Par un mémoire en défense enregistré le 19 février 2025, le préfet du Val d’Oise conclut au rejet de la requête comme non fondée et fait en outre valoir que le requérant, lors du recours gracieux, n’avait produit aucun élément concernant ses conditions d’accueil et que ses démarches préalables présentaient un caractère insuffisant.
Vu
— la décision attaquée ;
— les pièces du dossier.
Vu :
— le code de la construction et de l’habitation ;
— le code de justice administrative.
Le président du tribunal a désigné Mme Lepetit-Collin, vice-présidente, pour statuer sur les litiges en application des dispositions de l’article R. 222-13 du code de justice administrative.
Le rapporteur public a été dispensé, sur sa proposition, de prononcer des conclusions à l’audience.
Les parties ont été régulièrement averties du jour de l’audience.
Le rapport de Mme Lepetit-Collin, magistrate désignée, a été entendu au cours de l’audience publique.
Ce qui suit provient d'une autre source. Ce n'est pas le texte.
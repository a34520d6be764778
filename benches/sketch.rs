#[global_allocator]
static ALLOC: dhat::Alloc = dhat::Alloc;

use std::hash::BuildHasherDefault;

use cardinality_sketch::{AtomicSketch, CardinalityEstimator, Sketch};
use criterion::{black_box, criterion_group, criterion_main, BenchmarkId, Criterion, Throughput};
use hyperloglogplus::HyperLogLog as _;
use pprof::criterion::{Output, PProfProfiler};
use rand::rngs::StdRng;
use rand::{Rng, SeedableRng};
use tabled::settings::{Settings, Style};
use tabled::{Table, Tabled};
use wyhash::WyHash;

/// Digest counts used for `add` benchmarks and the accuracy report
const CARDINALITIES: [usize; 6] = [0, 16, 256, 4096, 65536, 1 << 20];
/// Precisions benchmarked for the dense sketch
const PRECISIONS: [u8; 4] = [4, 10, 12, 16];
/// Precision used when comparing against other HyperLogLog crates (~1.6% error)
const COMPARISON_PRECISION: u8 = 12;
/// Number of random streams averaged for the relative error report
const ERROR_TRIALS: usize = 50;

criterion_group! {
    name = benches;
    config = Criterion::default().with_profiler(PProfProfiler::new(100, Output::Protobuf));
    targets = bench_add, bench_estimate, bench_insert_comparison, write_reports
}
criterion_main!(benches);

fn random_digests(n: usize) -> Vec<u32> {
    let mut rng = StdRng::seed_from_u64(12345);
    (0..n).map(|_| rng.gen()).collect()
}

fn bench_add(c: &mut Criterion) {
    let digests = random_digests(65536);
    let mut group = c.benchmark_group("add");
    group.throughput(Throughput::Elements(digests.len() as u64));
    for precision in PRECISIONS {
        group.bench_with_input(BenchmarkId::new("sketch", precision), &precision, |b, &p| {
            b.iter(|| {
                let mut sketch = Sketch::new(p);
                digests.iter().for_each(|&d| sketch.add(black_box(d)));
                sketch
            });
        });
        group.bench_with_input(BenchmarkId::new("atomic", precision), &precision, |b, &p| {
            b.iter(|| {
                let sketch = AtomicSketch::new(p);
                digests.iter().for_each(|&d| sketch.add(black_box(d)));
                sketch
            });
        });
    }
    group.finish();
}

fn bench_estimate(c: &mut Criterion) {
    let digests = random_digests(65536);
    let mut group = c.benchmark_group("estimate");
    group.throughput(Throughput::Elements(1));
    for precision in PRECISIONS {
        let mut sketch = Sketch::new(precision);
        digests.iter().for_each(|&d| sketch.add(d));
        group.bench_function(BenchmarkId::new("sketch", precision), |b| {
            b.iter(|| black_box(&sketch).estimate());
        });
    }
    group.finish();
}

/// Common operations of the estimators compared in `insert` benchmarks and reports.
trait Estimator {
    const NAME: &'static str;
    fn new() -> Self;
    fn insert(&mut self, item: &u64);
    fn estimate(&mut self) -> f64;
}

struct Ours(CardinalityEstimator<u64>);

impl Estimator for Ours {
    const NAME: &'static str = "cardinality-sketch";

    fn new() -> Self {
        Self(CardinalityEstimator::with_precision(COMPARISON_PRECISION))
    }

    fn insert(&mut self, item: &u64) {
        self.0.insert(item);
    }

    fn estimate(&mut self) -> f64 {
        self.0.estimate()
    }
}

struct Amadeus(amadeus_streaming::HyperLogLog<u64>);

impl Estimator for Amadeus {
    const NAME: &'static str = "amadeus-streaming";

    fn new() -> Self {
        Self(amadeus_streaming::HyperLogLog::new(0.01625))
    }

    fn insert(&mut self, item: &u64) {
        self.0.push(item);
    }

    fn estimate(&mut self) -> f64 {
        self.0.len()
    }
}

struct Probabilistic(probabilistic_collections::hyperloglog::HyperLogLog<u64>);

impl Estimator for Probabilistic {
    const NAME: &'static str = "probabilistic-collections";

    fn new() -> Self {
        Self(probabilistic_collections::hyperloglog::HyperLogLog::new(0.01625))
    }

    fn insert(&mut self, item: &u64) {
        self.0.insert(item);
    }

    fn estimate(&mut self) -> f64 {
        self.0.len()
    }
}

struct Hll(hyperloglog::HyperLogLog);

impl Estimator for Hll {
    const NAME: &'static str = "hyperloglog";

    fn new() -> Self {
        Self(hyperloglog::HyperLogLog::new(0.01625))
    }

    fn insert(&mut self, item: &u64) {
        self.0.insert(item);
    }

    fn estimate(&mut self) -> f64 {
        self.0.len()
    }
}

struct HllPlus(hyperloglogplus::HyperLogLogPlus<u64, BuildHasherDefault<WyHash>>);

impl Estimator for HllPlus {
    const NAME: &'static str = "hyperloglogplus";

    fn new() -> Self {
        Self(
            hyperloglogplus::HyperLogLogPlus::new(
                COMPARISON_PRECISION,
                BuildHasherDefault::<WyHash>::default(),
            )
            .unwrap(),
        )
    }

    fn insert(&mut self, item: &u64) {
        self.0.insert(item);
    }

    fn estimate(&mut self) -> f64 {
        self.0.count()
    }
}

fn bench_insert<E: Estimator>(c: &mut Criterion) {
    let mut group = c.benchmark_group("insert");
    for &cardinality in &CARDINALITIES[..5] {
        group.throughput(Throughput::Elements(cardinality.max(1) as u64));
        group.bench_with_input(BenchmarkId::new(E::NAME, cardinality), &cardinality, |b, &n| {
            b.iter(|| {
                let mut estimator = E::new();
                for i in 0..black_box(n as u64) {
                    estimator.insert(black_box(&i));
                }
                estimator.estimate()
            });
        });
    }
    group.finish();
}

fn bench_insert_comparison(c: &mut Criterion) {
    bench_insert::<Ours>(c);
    bench_insert::<Amadeus>(c);
    bench_insert::<Probabilistic>(c);
    bench_insert::<Hll>(c);
    bench_insert::<HllPlus>(c);
}

/// Heap bytes and blocks allocated while inserting `cardinality` items
fn measure_allocations<E: Estimator>(cardinality: usize) -> String {
    let _profiler = dhat::Profiler::builder().testing().build();
    let mut estimator = E::new();
    for i in 0..cardinality as u64 {
        estimator.insert(&i);
    }
    let stats = dhat::HeapStats::get();
    format!("{} / {}", stats.total_bytes, stats.total_blocks)
}

/// Mean relative error over `ERROR_TRIALS` random streams of `cardinality` distinct items
fn measure_error<E: Estimator>(cardinality: usize) -> String {
    if cardinality == 0 {
        return "0.0000".to_string();
    }
    let mut rng = StdRng::seed_from_u64(12345);
    let total: f64 = (0..ERROR_TRIALS)
        .map(|_| {
            let mut estimator = E::new();
            let offset: u64 = rng.gen();
            for i in 0..cardinality as u64 {
                estimator.insert(&offset.wrapping_add(i));
            }
            (estimator.estimate() - cardinality as f64).abs() / cardinality as f64
        })
        .sum();
    format!("{:.4}", total / ERROR_TRIALS as f64)
}

#[derive(Tabled)]
struct Report {
    cardinality: usize,
    cardinality_sketch: String,
    amadeus_streaming: String,
    probabilistic_collections: String,
    hyperloglog: String,
    hyperloglogplus: String,
}

fn report(measure: fn(usize) -> [String; 5]) -> String {
    let rows: Vec<Report> = CARDINALITIES
        .iter()
        .map(|&cardinality| {
            let [ours, amadeus, probabilistic, hll, hll_plus] = measure(cardinality);
            Report {
                cardinality,
                cardinality_sketch: ours,
                amadeus_streaming: amadeus,
                probabilistic_collections: probabilistic,
                hyperloglog: hll,
                hyperloglogplus: hll_plus,
            }
        })
        .collect();
    Table::new(rows)
        .with(Settings::default().with(Style::markdown()))
        .to_string()
}

fn write_reports(_: &mut Criterion) {
    let dir = std::env::var("BENCH_RESULTS_PATH")
        .unwrap_or_else(|_| format!("{}/target", env!("CARGO_MANIFEST_DIR")));

    let memory = report(|n| {
        [
            measure_allocations::<Ours>(n),
            measure_allocations::<Amadeus>(n),
            measure_allocations::<Probabilistic>(n),
            measure_allocations::<Hll>(n),
            measure_allocations::<HllPlus>(n),
        ]
    });
    std::fs::write(format!("{}/memory_usage.md", dir), memory).unwrap();

    let error = report(|n| {
        [
            measure_error::<Ours>(n),
            measure_error::<Amadeus>(n),
            measure_error::<Probabilistic>(n),
            measure_error::<Hll>(n),
            measure_error::<HllPlus>(n),
        ]
    });
    std::fs::write(format!("{}/relative_error.md", dir), error).unwrap();
}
La clôture de l’instruction est intervenue après appel de l’affaire à l’audience en application des dispositions de l’article R. 772-9 du code de justice administrative.
Considérant ce qui suit :
1. M. A a saisi la commission de médiation du département du Val d’Oise d’un recours tendant à ce que sa demande de logement soit reconnue urgente et prioritaire en application du II de l’article L. 441-2-3 du code de la construction et de l’habitation. Par une décision du 5 avril 2024, la commission de médiation a rejeté son recours gracieux dirigé contre la décision du 12 janvier 2024 ayant refusé de faire droit à sa demande. M. A demande l’annulation de cette décision.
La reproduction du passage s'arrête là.